In fact, I would like to avoid using document fields at all. Because, it 
takes too much time. If a search returns 10000 results, I need to 
analyse all of them to get my extra info (nb of artist per type). And 
even if I have only 10 results to display, my search is very slow.
It'll be great to treat my 'type' field the same way as the 'freq' is 
used. I think this will be much faster.
How can I store the content of this field in a lucene file (such as 
<segment>.frq) to use it during my search ??

thx,
Franck



---------------------------------------------------------------------
To unsubscribe, e-mail: lucene-user-unsubscribe@jakarta.apache.org
For additional commands, e-mail: lucene-user-help@jakarta.apache.org

Re: how to get an extra count

Posted by Ype Kingma <yk...@xs4all.nl>.

On Tuesday 04 February 2003 09:12, you wrote:
> Hi all,
>
> I'm trying to gather information about my non-searched (ie not used for
> the search) fields.
> Let's take an index with 2 fields: 'artist' (for the artist name) an
> 'type' (for his type of music).
> I need to perform a search on the 'artist' field to retrieve a list of
> artists matching the query.
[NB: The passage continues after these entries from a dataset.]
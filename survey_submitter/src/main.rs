use std::{fs, process, sync::Arc};
use survey_submitter::{
    config,
    modules::survey_controller::MessageKind,
    FormContext, HttpTransport, RawForm, SubmissionCoordinator, SurveyController,
};

const DEFAULT_CONFIG_PATH: &str = "survey_submitter/Config.toml";

fn print_usage() {
    println!("Usage: survey_submitter [--config <path>] <answers.json>");
    println!();
    println!("  answers.json   JSON object of form field name to a string or list of strings");
    println!("  --config       Configuration file (default: {})", DEFAULT_CONFIG_PATH);
}

#[tokio::main]
async fn main() {
    env_logger::init();

    let args: Vec<String> = std::env::args().skip(1).collect();

    // Parse --config option
    let mut config_path = DEFAULT_CONFIG_PATH.to_string();
    let mut answers_path: Option<String> = None;
    let mut i = 0;
    while i < args.len() {
        match args[i].as_str() {
            "--config" => {
                i += 1;
                match args.get(i) {
                    Some(path) => config_path = path.clone(),
                    None => {
                        eprintln!("--config requires a value");
                        process::exit(2);
                    }
                }
            }
            "-h" | "--help" => {
                print_usage();
                return;
            }
            other => answers_path = Some(other.to_string()),
        }
        i += 1;
    }

    let answers_path = match answers_path {
        Some(path) => path,
        None => {
            print_usage();
            process::exit(2);
        }
    };

    // Load the endpoint and timeout settings from Config.toml
    let config = match config::load_config(&config_path) {
        Ok(config) => config,
        Err(e) => {
            log::error!("Error loading configuration from {}: {}", config_path, e);
            process::exit(2);
        }
    };

    if config.endpoint.configured_url().is_none() {
        log::warn!("Submission endpoint URL is not set in {}, submissions will fail", config_path);
    }

    // Read the answers to submit
    let raw: RawForm = match fs::read_to_string(&answers_path)
        .map_err(|e| e.to_string())
        .and_then(|contents| serde_json::from_str(&contents).map_err(|e| e.to_string()))
    {
        Ok(raw) => raw,
        Err(e) => {
            log::error!("Error reading answers from {}: {}", answers_path, e);
            process::exit(2);
        }
    };

    let context = match FormContext::survey() {
        Ok(context) => context,
        Err(e) => {
            log::error!("Error building survey form: {}", e);
            process::exit(2);
        }
    };

    let transport = match HttpTransport::new() {
        Ok(transport) => Arc::new(transport),
        Err(e) => {
            log::error!("Error creating HTTP client: {}", e);
            process::exit(2);
        }
    };

    let coordinator = SubmissionCoordinator::new(
        &config.endpoint,
        &config.submission,
        transport.clone(),
        transport,
    );
    let mut controller = SurveyController::new(context, coordinator);

    let result = controller.submit(&raw).await;

    for error in &controller.ui().field_errors {
        eprintln!("  {}: {}", error.field, error.message);
    }
    if let Some(message) = &controller.ui().message {
        match message.kind {
            MessageKind::Error => eprintln!("{}", message.text),
            MessageKind::Success | MessageKind::Qualified => println!("{}", message.text),
        }
    }

    match result {
        Some(result) if result.is_delivered() => {}
        _ => process::exit(1),
    }
}
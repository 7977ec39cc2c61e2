pub mod config;
pub mod modules;

pub use modules::{
    form_model::{FormContext, RawForm},
    submission_coordinator::{
        outcome::{AmbiguityReason, SubmissionResult},
        payload::{FieldValue, SubmissionPayload},
        SubmissionCoordinator,
    },
    survey_controller::{SurveyController, UiState},
    transport::HttpTransport,
};
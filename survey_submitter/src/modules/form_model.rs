use crate::modules::{
    error::{FieldError, FormError},
    submission_coordinator::payload::{FieldValue, SubmissionPayload},
};
use serde::Deserialize;
use serde_json::{json, Map, Value};
use std::collections::HashMap;

const EMAIL_PATTERN: &str = r"^[^\s@]+@[^\s@]+\.[^\s@]+$";

#[derive(Debug, Clone, Copy, PartialEq)]
pub enum FieldKind {
    Text,
    Integer,
    // Multi-select, e.g. checkboxes
    List,
}

// Extra check applied once a value is present
#[derive(Debug, Clone, Copy, PartialEq)]
pub enum Constraint {
    None,
    MinChars(u64),
    Email,
    // Satisfaction rating on a 1..=5 scale
    Rating,
}

// One survey question
#[derive(Debug, Clone)]
pub struct FieldSpec {
    // Name of the input in the form
    pub name: &'static str,
    // Key the endpoint expects, matched by name and case-sensitive
    pub key: &'static str,
    pub kind: FieldKind,
    pub required: bool,
    // Human name used in "is required" messages
    pub label: &'static str,
    pub constraint: Constraint,
    // Shown when the constraint fails
    pub message: &'static str,
}

impl FieldSpec {
    fn schema(&self) -> Value {
        let mut schema = match self.kind {
            FieldKind::Text => json!({ "type": "string" }),
            FieldKind::Integer => json!({ "type": "integer" }),
            FieldKind::List => json!({ "type": "array", "items": { "type": "string" } }),
        };
        match self.constraint {
            Constraint::None => {}
            Constraint::MinChars(min) => schema["minLength"] = json!(min),
            Constraint::Email => schema["pattern"] = json!(EMAIL_PATTERN),
            Constraint::Rating => {
                schema["minimum"] = json!(1);
                schema["maximum"] = json!(5);
            }
        }
        schema
    }
}

// A raw answer as it comes out of the form
#[derive(Debug, Clone, PartialEq, Deserialize)]
#[serde(untagged)]
pub enum RawValue {
    One(String),
    Many(Vec<String>),
}

// Raw answers keyed by form field name, not yet validated
#[derive(Debug, Clone, Default, Deserialize)]
pub struct RawForm(HashMap<String, RawValue>);

impl RawForm {
    pub fn new() -> Self {
        Self::default()
    }

    pub fn set(&mut self, name: &str, value: &str) -> &mut Self {
        self.0.insert(name.to_string(), RawValue::One(value.to_string()));
        self
    }

    pub fn set_many(&mut self, name: &str, values: &[&str]) -> &mut Self {
        self.0.insert(
            name.to_string(),
            RawValue::Many(values.iter().map(|v| v.to_string()).collect()),
        );
        self
    }

    // First value, trimmed. Missing fields read as empty
    fn text(&self, name: &str) -> String {
        match self.0.get(name) {
            Some(RawValue::One(value)) => value.trim().to_string(),
            Some(RawValue::Many(values)) => values.first().map(|v| v.trim().to_string()).unwrap_or_default(),
            None => String::new(),
        }
    }

    fn list(&self, name: &str) -> Vec<String> {
        let values: Vec<&String> = match self.0.get(name) {
            Some(RawValue::One(value)) => vec![value],
            Some(RawValue::Many(values)) => values.iter().collect(),
            None => Vec::new(),
        };
        values
            .into_iter()
            .map(|v| v.trim().to_string())
            .filter(|v| !v.is_empty())
            .collect()
    }
}

// Immutable description of the survey: its questions, their pages and the
// compiled schema the answers are checked against
pub struct FormContext {
    fields: Vec<FieldSpec>,
    pages: Vec<Vec<&'static str>>,
    validator: jsonschema::Validator,
}

impl FormContext {
    pub fn new(fields: Vec<FieldSpec>, pages: Vec<Vec<&'static str>>) -> Result<Self, FormError> {
        let properties: Map<String, Value> = fields
            .iter()
            .map(|field| (field.name.to_string(), field.schema()))
            .collect();
        let schema = json!({ "type": "object", "properties": properties });

        let validator = jsonschema::validator_for(&schema)
            .map_err(|e| FormError::SchemaError(e.to_string()))?;

        for name in pages.iter().flatten() {
            if !fields.iter().any(|f| f.name == *name) {
                return Err(FormError::SchemaError(format!("page refers to unknown field {}", name)));
            }
        }

        Ok(Self { fields, pages, validator })
    }

    // The satisfaction survey, split over three pages
    pub fn survey() -> Result<Self, FormError> {
        let fields = vec![
            field("name", "Name", FieldKind::Text, true, "Name", Constraint::MinChars(2), "Name must be at least 2 characters"),
            field("email", "Email", FieldKind::Text, true, "Email", Constraint::Email, "Please enter a valid email address"),
            field("gender", "Gender", FieldKind::Text, false, "Gender", Constraint::None, ""),
            field("age", "Age", FieldKind::Integer, false, "Age", Constraint::None, "Age must be a whole number"),
            field("transportation", "transportation", FieldKind::Text, false, "Transportation", Constraint::None, ""),
            field("interest", "Interest", FieldKind::List, false, "Interests", Constraint::None, ""),
            field("feedback", "Feedback", FieldKind::Text, false, "Feedback", Constraint::None, ""),
            field("food", "food", FieldKind::Integer, true, "Food satisfaction", Constraint::Rating, "Please choose a food satisfaction rating"),
            field("drink", "drink", FieldKind::Integer, true, "Drinking water satisfaction", Constraint::Rating, "Please choose a drinking water satisfaction rating"),
            field("stay", "stay", FieldKind::Integer, true, "Accommodation satisfaction", Constraint::Rating, "Please choose an accommodation satisfaction rating"),
            field("travel", "travel", FieldKind::Integer, true, "Travel frequency satisfaction", Constraint::Rating, "Please choose a travel frequency satisfaction rating"),
        ];
        let pages = vec![
            vec!["name", "email", "gender", "age"],
            vec!["transportation", "interest", "food", "drink"],
            vec!["stay", "travel", "feedback"],
        ];
        Self::new(fields, pages)
    }

    pub fn fields(&self) -> &[FieldSpec] {
        &self.fields
    }

    pub fn page_count(&self) -> usize {
        self.pages.len()
    }

    pub fn page_fields(&self, page: usize) -> &[&'static str] {
        self.pages.get(page).map(Vec::as_slice).unwrap_or(&[])
    }

    // Validate every field
    pub fn validate(&self, raw: &RawForm) -> Result<(), FormError> {
        self.validate_fields(raw, |_| true)
    }

    // Validate only the fields shown on one page
    pub fn validate_page(&self, raw: &RawForm, page: usize) -> Result<(), FormError> {
        let names = self.page_fields(page);
        self.validate_fields(raw, |field| names.contains(&field.name))
    }

    // Validate a single field, as when the user leaves it
    // Names without a field spec have no rules and always pass
    pub fn validate_field(&self, raw: &RawForm, name: &str) -> Result<(), FormError> {
        self.validate_fields(raw, |field| field.name == name)
    }

    fn validate_fields<P: Fn(&FieldSpec) -> bool>(&self, raw: &RawForm, in_scope: P) -> Result<(), FormError> {
        let mut errors = Vec::<FieldError>::new();
        let mut instance = Map::new();

        for spec in self.fields.iter().filter(|f| in_scope(*f)) {
            match spec.kind {
                FieldKind::List => {
                    let values = raw.list(spec.name);
                    if values.is_empty() {
                        if spec.required {
                            errors.push(required_error(spec));
                        }
                        continue;
                    }
                    instance.insert(spec.name.to_string(), json!(values));
                }
                FieldKind::Text | FieldKind::Integer => {
                    let text = raw.text(spec.name);
                    if text.is_empty() {
                        if spec.required {
                            errors.push(required_error(spec));
                        }
                        continue;
                    }
                    if spec.kind == FieldKind::Text {
                        instance.insert(spec.name.to_string(), json!(text));
                        continue;
                    }
                    match text.parse::<i64>() {
                        Ok(number) => {
                            instance.insert(spec.name.to_string(), json!(number));
                        }
                        Err(_) => errors.push(FieldError {
                            field: spec.name.to_string(),
                            message: format!("{} must be a whole number", spec.label),
                        }),
                    }
                }
            }
        }

        // Check the typed values against the schema
        let instance = Value::Object(instance);
        for error in self.validator.iter_errors(&instance) {
            let path = error.instance_path.to_string();
            let name = path.trim_start_matches('/').split('/').next().unwrap_or_default();
            let spec = match self.fields.iter().find(|f| f.name == name) {
                Some(spec) => spec,
                None => continue,
            };
            if errors.iter().any(|e| e.field == spec.name) {
                continue;
            }
            log::debug!("Field {} failed schema check: {}", spec.name, error);
            errors.push(FieldError {
                field: spec.name.to_string(),
                message: spec.message.to_string(),
            });
        }

        if errors.is_empty() {
            Ok(())
        } else {
            Err(FormError::Invalid(errors))
        }
    }

    // Validate and build the ordered payload, one entry per field
    // Empty answers are sent as "" so the endpoint always sees every column
    pub fn collect(&self, raw: &RawForm) -> Result<SubmissionPayload, FormError> {
        self.validate(raw)?;

        let mut payload = SubmissionPayload::new();
        for spec in &self.fields {
            let value = match spec.kind {
                FieldKind::Text => FieldValue::Text(raw.text(spec.name)),
                FieldKind::Integer => match raw.text(spec.name).parse::<i64>() {
                    Ok(number) => FieldValue::Integer(number),
                    Err(_) => FieldValue::empty(),
                },
                FieldKind::List => {
                    let values = raw.list(spec.name);
                    if values.is_empty() {
                        FieldValue::empty()
                    } else {
                        FieldValue::List(values)
                    }
                }
            };
            payload.insert(spec.key, value);
        }
        Ok(payload)
    }
}

fn field(
    name: &'static str,
    key: &'static str,
    kind: FieldKind,
    required: bool,
    label: &'static str,
    constraint: Constraint,
    message: &'static str,
) -> FieldSpec {
    FieldSpec { name, key, kind, required, label, constraint, message }
}

fn required_error(spec: &FieldSpec) -> FieldError {
    FieldError {
        field: spec.name.to_string(),
        message: format!("{} is required", spec.label),
    }
}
But I also need to have the number of
> artists per 'type'.
> My first solution was to write a HitCollector which do the work:
>      public void collect(int doc, float score) {
>      Document document = indexReader_.document(doc);
>      if(document.get("type").equals("Rock"))
>          nbRock++;
>      ...
>      }
> But, as I first get the document to analyze my non-searched field, the
> treatment can be very long for searches with lots of results.
>
> Is there any better(=faster) method to have this extra info ??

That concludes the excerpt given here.